> _Task item_
Of the lines below, reproduce exactly those from the line containing "let mut categories: Vec<SearchCategory>" to the end, including both the first and the last.

[Opening Input data section]

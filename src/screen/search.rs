use crate::api::ApiClient;
use crate::api::models::{PlaceSearchQuery, SearchPlace};
use crate::cache::RecentSearchCache;
use crate::error::ApiError;
use crate::screen::{Route, ScreenController, ScreenState};

/// Hashtags looked for in a place's mood, review and color text.
const HASHTAG_KEYWORDS: [&str; 10] = [
    "따뜻한",
    "디저트",
    "크림톤",
    "조용한",
    "차가 맛있는",
    "사진 찍기 좋은",
    "친절",
    "커피",
    "인테리어",
    "대화하기",
];
const DEFAULT_HASHTAGS: [&str; 3] = ["따뜻한", "디저트", "조용한"];
const MAX_HASHTAGS: usize = 4;

const CATEGORY_EMOJIS: [&str; 3] = ["🍰", "🖼", "🌻"];

/// Natural-language place search.
pub struct SearchScreen {
    client: ApiClient,
    results: ScreenController<Vec<SearchPlace>>,
}

impl SearchScreen {
    pub fn new(client: ApiClient) -> Self {
        Self {
            client,
            results: ScreenController::new(),
        }
    }

    pub fn state(&self) -> ScreenState<Vec<SearchPlace>> {
        self.results.state()
    }

    pub async fn submit_text(&self, text: &str) -> Option<Result<Route, ApiError>> {
        self.submit(PlaceSearchQuery::text(text)).await
    }

    /// Runs the search and routes to the result screen.
    ///
    /// `None` for a blank query (nothing is sent) or when a later submit
    /// superseded this one.
    pub async fn submit(&self, query: PlaceSearchQuery) -> Option<Result<Route, ApiError>> {
        let query = query.normalized();
        if query.is_empty() {
            return None;
        }

        let outcome = self
            .results
            .load(async { self.client.search_places(&query).await.into_result() })
            .await?;

        Some(outcome.map(|places| Route::SearchResult { places, query }))
    }
}

/// One highlighted result on the result screen.
#[derive(Debug, Clone, PartialEq)]
pub struct SearchCategory {
    pub title: String,
    pub emoji: &'static str,
    pub place: SearchPlace,
}

/// Shows a finished search and remembers its places.
pub struct SearchResultScreen {
    recent: RecentSearchCache,
    places: Vec<SearchPlace>,
    query: PlaceSearchQuery,
}

impl SearchResultScreen {
    pub fn new(recent: RecentSearchCache, places: Vec<SearchPlace>, query: PlaceSearchQuery) -> Self {
        Self {
            recent,
            places,
            query,
        }
    }

    /// Built from a [`Route::SearchResult`]; `None` for any other route.
    pub fn from_route(recent: RecentSearchCache, route: Route) -> Option<Self> {
        match route {
            Route::SearchResult { places, query } => Some(Self::new(recent, places, query)),
            _ => None,
        }
    }

    pub fn places(&self) -> &[SearchPlace] {
        &self.places
    }

    /// Adds the results to the recent-search list and returns the list as
    /// stored. No-op when there are none. A storage failure is logged and
    /// reads as an empty list.
    pub async fn persist(&self) -> Vec<SearchPlace> {
        match self.recent.record(&self.places).await {
            Ok(stored) => stored,
            Err(err) => {
                tracing::warn!("Failed to store recent search places: {}", err);
                Vec::new()
            }
        }
    }

    /// The first three results are labelled by the criteria the query used
    /// (mood, then color, then review). A query with none of them, or too
    /// few results, gets every result under a numbered label instead.
    pub fn categories(&self) -> Vec<SearchCategory> {
        let query = self.query.normalized();
        let criteria = [
            (query.mood.is_some(), "Warm lighting and great desserts"),
            (query.color.is_some(), "Warm colors and wood tones"),
            (query.review.is_some(), "Warm brown tones and good coffee"),
        ];

        let mut categories: Vec<SearchCategory> = criteria
            .iter()
            .enumerate()
            .filter(|(_, (used, _))| *used)
            .filter_map(|(index, (_, title))| {
                self.places.get(index).map(|place| SearchCategory {
                    title: title.to_string(),
                    emoji: CATEGORY_EMOJIS[index],
                    place: place.clone(),
                })
            })
            .collect();

        if categories.is_empty() {
            categories = self
                .places
                .iter()
                .enumerate()
                .map(|(index, place)| SearchCategory {
                    title: format!("Recommendation {}", index + 1),
                    emoji: CATEGORY_EMOJIS[index % CATEGORY_EMOJIS.len()],
                    place: place.clone(),
                })
                .collect();
        }
        categories
    }
}

/// Known keywords found in the place's descriptive text, at most four.
pub fn hashtags(place: &SearchPlace) -> Vec<&'static str> {
    let text = [&place.mood, &place.review, &place.color]
        .into_iter()
        .flatten()
        .map(String::as_str)
        .collect::<Vec<_>>()
        .join(" ");

    let found: Vec<&'static str> = HASHTAG_KEYWORDS
        .into_iter()
        .filter(|keyword| text.contains(keyword))
        .take(MAX_HASHTAGS)
        .collect();

    if found.is_empty() {
        DEFAULT_HASHTAGS.to_vec()
    } else {
        found
    }
}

[Closing Input data section]

> _Your solution_
        let mut categories: Vec<SearchCategory> = criteria
            .iter()
            .enumerate()
            .filter(|(_, (used, _))| *used)
            .filter_map(|(index, (_, title))| {
                self.places.get(index).map(|place| SearchCategory {
                    title: title.to_string(),
                    emoji: CATEGORY_EMOJIS[index],
                    place: place.clone(),
                })
            })
            .collect();

        if categories.is_empty() {
            categories = self
                .places
                .iter()
                .enumerate()
                .map(|(index, place)| SearchCategory {
                    title: format!("Recommendation {}", index + 1),
                    emoji: CATEGORY_EMOJIS[index % CATEGORY_EMOJIS.len()],
                    place: place.clone(),
                })
                .collect();
        }
        categories
    }
}

/// Known keywords found in the place's descriptive text, at most four.
pub fn hashtags(place: &SearchPlace) -> Vec<&'static str> {
    let text = [&place.mood, &place.review, &place.color]
        .into_iter()
        .flatten()
        .map(String::as_str)
        .collect::<Vec<_>>()
        .join(" ");

    let found: Vec<&'static str> = HASHTAG_KEYWORDS
        .into_iter()
        .filter(|keyword| text.contains(keyword))
        .take(MAX_HASHTAGS)
        .collect();

    if found.is_empty() {
        DEFAULT_HASHTAGS.to_vec()
    } else {
        found
    }
}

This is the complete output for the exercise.